January 06, 2025
The right therapy can dramatically boost the self-healing capabilities of the human heart after heart failure, a new study has found – giving the vital organ regenerative powers even beyond those of a healthy heart.
It means we may be able to develop treatments that improve recovery rates for damaged hearts, according to the international team of researchers behind the study – though for now it's not clear exactly why this repair rate boost happens.
"The results suggest that there might be a hidden key to kickstart the heart's own repair mechanism," says molecular biologist Olaf Bergmann, from the Karolinska Institute in Sweden.
Recovery rates were monitored in 52 patients who had suffered heart failure, 28 of whom were treated using a left ventricular assist device (LVAD), a surgically implanted device that helps to pump blood around the body.
Advanced heart failure patients normally receive this implant for life or until they can get a heart transplant. Some patients' hearts improve so dramatically that LVAD removal becomes an option.

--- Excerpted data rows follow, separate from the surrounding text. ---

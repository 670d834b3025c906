//! Error handling for the workflow engine.
//!
//! Every node kind, resolver, and scheduler stage returns a
//! [`WorkflowError`] on failure; [`Result`] is the crate-wide alias.
//! There is no automatic retry layer here: agent invocation is not
//! exactly-once, and a retrying wrapper would imply otherwise.

pub mod types;

pub use types::{ErrorCategory, WorkflowError};

/// Result type used throughout the workflow engine.
pub type Result<T> = std::result::Result<T, WorkflowError>;

#[cfg(test)]
mod tests {
    use super::*;

    #[test]
    fn structural_and_topological_errors_abort_before_execution() {
        let err = WorkflowError::NoStartNode;
        assert!(err.category().aborts_before_execution());

        let err = WorkflowError::MissingRequired {
            node_id: "n1".into(),
            input_name: "needed".into(),
        };
        assert!(!err.category().aborts_before_execution());
    }

    #[test]
    fn cancellation_is_its_own_category() {
        assert_eq!(WorkflowError::Cancelled.category(), ErrorCategory::Cancellation);
    }
}
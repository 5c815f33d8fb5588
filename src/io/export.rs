//! CSV export for the 24-hour series.
//!
//! Columns are the record field names, in record order, so a CSV export
//! and the matching API response carry the same fields.

use std::fs::File;
use std::io::{self, Write};
use std::path::Path;

use rand::Rng;
use serde::Serialize;

use crate::assembler::{ForecastRecord, HistoricalRecord, SpreadRecord, assemble};
use crate::market::{
    DemandForecastGenerator, Generator, HistoricalLmpGenerator, MarketContext,
    PriceSpreadGenerator,
};
use crate::registry::Node;

/// Series that can be exported.
#[derive(Debug, Clone, Copy, PartialEq, Eq)]
pub enum ExportSeries {
    Historical,
    PriceSpread,
    DemandForecast,
}

impl ExportSeries {
    pub const NAMES: &[&str] = &["historical", "price-spread", "demand-forecast"];

    pub fn parse(name: &str) -> Option<Self> {
        match name {
            "historical" => Some(Self::Historical),
            "price-spread" => Some(Self::PriceSpread),
            "demand-forecast" => Some(Self::DemandForecast),
            _ => None,
        }
    }
}

/// Writes records as CSV to any writer, header first.
///
/// # Errors
///
/// Returns an `io::Error` if serialization or writing fails.
pub fn write_csv<R: Serialize>(records: &[R], writer: impl Write) -> io::Result<()> {
    let mut wtr = csv::WriterBuilder::new().from_writer(writer);
    for record in records {
        wtr.serialize(record)?;
    }
    wtr.flush()?;
    Ok(())
}

/// Generates `series` and writes it as CSV.
///
/// `node` selects the node for per-node series and is ignored by the
/// system-wide forecast. Returns the number of data rows written.
///
/// # Errors
///
/// Returns an `io::Error` if writing fails.
pub fn write_series<R: Rng + ?Sized>(
    series: ExportSeries,
    node: &Node,
    ctx: &MarketContext,
    rng: &mut R,
    writer: impl Write,
) -> io::Result<usize> {
    match series {
        ExportSeries::Historical => {
            let samples = HistoricalLmpGenerator::new(node).generate(ctx, rng);
            let records: Vec<HistoricalRecord> = assemble(&samples);
            write_csv(&records, writer)?;
            Ok(records.len())
        }
        ExportSeries::PriceSpread => {
            let points = PriceSpreadGenerator::new(node).generate(ctx, rng);
            let records: Vec<SpreadRecord> = assemble(&points);
            write_csv(&records, writer)?;
            Ok(records.len())
        }
        ExportSeries::DemandForecast => {
            let points = DemandForecastGenerator.generate(ctx, rng);
            let records: Vec<ForecastRecord> = assemble(&points);
            write_csv(&records, writer)?;
            Ok(records.len())
        }
    }
}

/// Generates `series` and writes it to a CSV file at `path`.
///
/// # Errors
///
/// Returns an `io::Error` if file creation or writing fails.
pub fn export_series<R: Rng + ?Sized>(
    series: ExportSeries,
    node: &Node,
    ctx: &MarketContext,
    rng: &mut R,
    path: &Path,
) -> io::Result<usize> {
    let file = File::create(path)?;
    let buf = io::BufWriter::new(file);
    write_series(series, node, ctx, rng, buf)
}

#[cfg(test)]
mod tests {
    use super::*;
    use crate::registry::Registry;
    use chrono::NaiveDate;
    use rand::{SeedableRng, rngs::StdRng};

    fn ctx() -> MarketContext {
        MarketContext::new(
            NaiveDate::from_ymd_opt(2024, 10, 1)
                .unwrap()
                .and_hms_opt(9, 0, 0)
                .unwrap(),
        )
    }

    fn export(series: ExportSeries, seed: u64) -> String {
        let registry = Registry::ercot();
        let node = registry.node("A").unwrap();
        let mut buf = Vec::new();
        let rows =
            write_series(series, node, &ctx(), &mut StdRng::seed_from_u64(seed), &mut buf).unwrap();
        assert_eq!(rows, 24);
        String::from_utf8(buf).unwrap()
    }

    #[test]
    fn historical_header_and_rows() {
        let csv = export(ExportSeries::Historical, 1);
        let mut lines = csv.lines();
        assert_eq!(
            lines.next(),
            Some("timestamp,node,node_name,lmp,energy,congestion,loss,demand_mw,renewable_percent")
        );
        // 24 data rows
        assert_eq!(lines.count(), 24);
    }

    #[test]
    fn spread_direction_written_as_label() {
        let csv = export(ExportSeries::PriceSpread, 2);
        let mut rdr = csv::ReaderBuilder::new().from_reader(csv.as_bytes());
        let headers = rdr.headers().cloned().unwrap();
        let idx = headers.iter().position(|h| h == "spread_direction").unwrap();
        for record in rdr.records() {
            let record = record.unwrap();
            assert!(["DA Premium", "RT Premium", "Neutral"].contains(&&record[idx]));
        }
    }

    #[test]
    fn forecast_columns_parse_as_numbers() {
        let csv = export(ExportSeries::DemandForecast, 3);
        let mut rdr = csv::ReaderBuilder::new().from_reader(csv.as_bytes());
        assert_eq!(rdr.headers().map(csv::StringRecord::len).ok(), Some(7));
        for record in rdr.records() {
            let record = record.unwrap();
            for i in 1..7 {
                assert!(record[i].parse::<f64>().is_ok(), "column {i} should parse as f64");
            }
        }
    }

    #[test]
    fn deterministic_output() {
        assert_eq!(export(ExportSeries::Historical, 9), export(ExportSeries::Historical, 9));
    }

    #[test]
    fn series_names_parse() {
        for name in ExportSeries::NAMES {
            assert!(ExportSeries::parse(name).is_some());
        }
        assert!(ExportSeries::parse("lmp").is_none());
    }
}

However, the mechanisms underlying LVAD-supported recovery are not clear, and it was previously unknown whether new heart muscle cells, known as cardiomyocytes, are generated during this process.
To track cardiomyocyte renewal, the team looked at the levels of radioactive carbon (14C) inside heart cells. Since nuclear testing was banned in 1963, the levels of 14C in the atmosphere are steadily falling over time, so its presence in cells gives a good idea of how old those cells are.
Mathematical models were then applied to calculate regeneration levels. In hearts damaged by heart failure, the regeneration rate of cardiomyocytes was found to be 18–50 times lower than in a typical healthy heart.
However, the researchers found that when a LVAD was implanted, the cells were able to regenerate with impressive speed – at least six times faster than in a healthy heart. This benefit was in addition to the improved heart function and structure that a LVAD brings.
That LVAD-supported hearts seem to have supercharged repair abilities is encouraging, but more research will be needed to understand why it's happening, before any drugs or treatment methods can be explored.
"In the existing data we cannot find an explanation for the effect, but we will now continue to study this process at a cellular and molecular level," says Bergmann.
Supporting the heart's own self-healing processes would be a more natural and straightforward therapy than other options that are currently being investigated, such as transplanting cells from elsewhere in the body.
Working out how to get a damaged heart back up to something close to full speed again is a huge challenge for scientists, but progress is being made: researchers are continually improving approaches to growing heart tissue in the lab, for example.
Recent studies have also taken a closer look at the biological processes involved when the heart attempts to repair itself, and at techniques for getting heart cells to act more like stem cells when damage needs fixing. Now we have another promising route to explore.
"This offers some hope that the recovery after a heart incident can somehow be boosted," says Bergmann.
The research has been published in Circulation.